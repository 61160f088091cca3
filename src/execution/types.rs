//! Execution types

use chrono::{DateTime, Duration, Utc};
use rust_decimal::Decimal;
use serde::{Deserialize, Serialize};
use thiserror::Error;
use uuid::Uuid;

use crate::signal::{EntryMode, Side, TakeProfitLevel, TrailingStop};

/// Gateway-side order identifier (exchange-assigned)
pub type OrderId = String;

/// Order submission failures, surfaced to the engine as values
#[derive(Debug, Error)]
pub enum GatewayError {
    /// Exchange refused the order
    #[error("order rejected by exchange: {0}")]
    Rejected(String),
    /// Network or transport problem before an exchange verdict
    #[error("gateway transport failure: {0}")]
    Transport(String),
}

/// Order type
#[derive(Debug, Clone, Copy, PartialEq, Eq, Serialize, Deserialize)]
#[serde(rename_all = "lowercase")]
pub enum OrderType {
    Market,
    Limit,
}

/// Time-in-force for submitted orders
#[derive(Debug, Clone, Copy, PartialEq, Eq, Serialize, Deserialize)]
#[serde(rename_all = "snake_case")]
pub enum TimeInForce {
    /// Good till cancelled
    Gtc,
    /// Fill or kill
    Fok,
}

/// Normalized order request handed to the gateway
#[derive(Debug, Clone, Serialize, Deserialize)]
pub struct OrderIntent {
    pub symbol: String,
    pub side: Side,
    pub order_type: OrderType,
    pub quantity: Decimal,
    /// Limit price; None for market orders
    pub price: Option<Decimal>,
    pub time_in_force: TimeInForce,
    pub reduce_only: bool,
    pub post_only: bool,
    /// Owning intent, for reconciliation on async updates
    pub client_intent_id: Uuid,
}

/// Gateway-reported order lifecycle
#[derive(Debug, Clone, Copy, PartialEq, Eq, Serialize, Deserialize)]
#[serde(rename_all = "snake_case")]
pub enum OrderStatus {
    New,
    PartiallyFilled,
    Filled,
    Cancelled,
    Rejected,
}

/// Gateway-facing order record mirroring exchange-reported truth
#[derive(Debug, Clone, Serialize, Deserialize)]
pub struct ActiveOrder {
    pub order_id: OrderId,
    pub intent_id: Uuid,
    pub order: OrderIntent,
    pub status: OrderStatus,
    pub filled_qty: Decimal,
    pub avg_fill_price: Decimal,
    pub created_at: DateTime<Utc>,
    pub updated_at: Option<DateTime<Utc>>,
}

impl ActiveOrder {
    pub fn mark_filled(&mut self, qty: Decimal, price: Decimal, now: DateTime<Utc>) {
        self.status = OrderStatus::Filled;
        self.filled_qty = qty;
        self.avg_fill_price = price;
        self.updated_at = Some(now);
    }

    pub fn mark_cancelled(&mut self, now: DateTime<Utc>) {
        self.status = OrderStatus::Cancelled;
        self.updated_at = Some(now);
    }
}

/// Entry intent lifecycle
#[derive(Debug, Clone, Copy, PartialEq, Eq, Serialize, Deserialize)]
#[serde(rename_all = "lowercase")]
pub enum IntentStatus {
    Pending,
    Active,
    Filled,
    Cancelled,
    Rejected,
}

impl IntentStatus {
    pub fn is_terminal(&self) -> bool {
        matches!(
            self,
            IntentStatus::Filled | IntentStatus::Cancelled | IntentStatus::Rejected
        )
    }
}

/// State machine between an approved decision and a filled order
#[derive(Debug, Clone, Serialize, Deserialize)]
pub struct EntryIntent {
    pub id: Uuid,
    pub symbol: String,
    pub strategy_id: String,
    pub side: Side,
    pub size: Decimal,
    pub entry_price: Decimal,
    pub sl_price: Decimal,
    pub tp_levels: Vec<TakeProfitLevel>,
    pub entry_mode: EntryMode,
    pub trailing: TrailingStop,
    pub time_stop_bars: Option<u32>,
    /// Seconds per bar when arming the time-stop deadline
    pub time_stop_bar_secs: i64,
    pub created_at: DateTime<Utc>,
    pub ttl_secs: i64,
    pub status: IntentStatus,
    pub filled_qty: Decimal,
    pub expected_slippage_bps: Option<Decimal>,
}

impl EntryIntent {
    pub fn expires_at(&self) -> DateTime<Utc> {
        self.created_at + Duration::seconds(self.ttl_secs)
    }

    pub fn is_expired(&self, now: DateTime<Utc>) -> bool {
        now >= self.expires_at()
    }
}

/// Semantic event kinds fanned out to notification/telemetry consumers
#[derive(Debug, Clone, Copy, PartialEq, Eq, Serialize, Deserialize)]
#[serde(rename_all = "snake_case")]
pub enum ExecutionEvent {
    EntryFilled,
    EntryCancelled,
    EntryRejected,
    ExitFilled,
    StopLoss,
    TakeProfit,
    TimeStop,
}

impl std::fmt::Display for ExecutionEvent {
    fn fmt(&self, f: &mut std::fmt::Formatter<'_>) -> std::fmt::Result {
        let name = match self {
            ExecutionEvent::EntryFilled => "entry_filled",
            ExecutionEvent::EntryCancelled => "entry_cancelled",
            ExecutionEvent::EntryRejected => "entry_rejected",
            ExecutionEvent::ExitFilled => "exit_filled",
            ExecutionEvent::StopLoss => "stop_loss",
            ExecutionEvent::TakeProfit => "take_profit",
            ExecutionEvent::TimeStop => "time_stop",
        };
        write!(f, "{name}")
    }
}

/// Immutable record of an entry/exit outcome
#[derive(Debug, Clone, Serialize, Deserialize)]
pub struct ExecutionReport {
    pub event: ExecutionEvent,
    pub symbol: String,
    pub side: Side,
    pub quantity: Decimal,
    pub price: Decimal,
    pub timestamp: DateTime<Utc>,
    pub intent_id: Option<Uuid>,
    pub order_id: Option<OrderId>,
    /// Human reason code ("tp1", "stop_loss", "limit_on_retest_ttl", ...)
    pub reason: Option<String>,
    /// Realized PnL for exits; fed back into the daily accumulator
    pub realized_pnl: Option<Decimal>,
}

#[cfg(test)]
mod tests {
    use super::*;
    use rust_decimal_macros::dec;

    fn intent() -> EntryIntent {
        EntryIntent {
            id: Uuid::new_v4(),
            symbol: "BTCUSDT".to_string(),
            strategy_id: "trend_a".to_string(),
            side: Side::Long,
            size: dec!(1),
            entry_price: dec!(100),
            sl_price: dec!(95),
            tp_levels: vec![],
            entry_mode: EntryMode::LimitOnRetest,
            trailing: TrailingStop::None,
            time_stop_bars: None,
            time_stop_bar_secs: 300,
            created_at: Utc::now(),
            ttl_secs: 300,
            status: IntentStatus::Pending,
            filled_qty: dec!(0),
            expected_slippage_bps: None,
        }
    }

    #[test]
    fn test_intent_expiry() {
        let intent = intent();
        assert!(!intent.is_expired(intent.created_at + Duration::seconds(299)));
        assert!(intent.is_expired(intent.created_at + Duration::seconds(300)));
    }

    #[test]
    fn test_terminal_statuses() {
        assert!(!IntentStatus::Pending.is_terminal());
        assert!(!IntentStatus::Active.is_terminal());
        assert!(IntentStatus::Filled.is_terminal());
        assert!(IntentStatus::Cancelled.is_terminal());
        assert!(IntentStatus::Rejected.is_terminal());
    }

    #[test]
    fn test_event_codes() {
        assert_eq!(ExecutionEvent::EntryFilled.to_string(), "entry_filled");
        assert_eq!(ExecutionEvent::TimeStop.to_string(), "time_stop");
    }

    #[test]
    fn test_active_order_transitions() {
        let base = intent();
        let mut order = ActiveOrder {
            order_id: "ord-1".to_string(),
            intent_id: base.id,
            order: OrderIntent {
                symbol: base.symbol.clone(),
                side: base.side,
                order_type: OrderType::Limit,
                quantity: base.size,
                price: Some(base.entry_price),
                time_in_force: TimeInForce::Gtc,
                reduce_only: false,
                post_only: true,
                client_intent_id: base.id,
            },
            status: OrderStatus::New,
            filled_qty: dec!(0),
            avg_fill_price: dec!(0),
            created_at: Utc::now(),
            updated_at: None,
        };
        let now = Utc::now();
        order.mark_filled(dec!(1), dec!(100), now);
        assert_eq!(order.status, OrderStatus::Filled);
        assert_eq!(order.avg_fill_price, dec!(100));

        order.mark_cancelled(now);
        assert_eq!(order.status, OrderStatus::Cancelled);
    }
}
________________________________________
- Try it -
Give back exactly the lines from the beginning of the records through the line containing "use uuid::Uuid;", and only those.

- Solution below -
repository 61160f088091cca3
filename src/execution/types.rs
//! Execution types

use chrono::{DateTime, Duration, Utc};
use rust_decimal::Decimal;
use serde::{Deserialize, Serialize};
use thiserror::Error;
use uuid::Uuid;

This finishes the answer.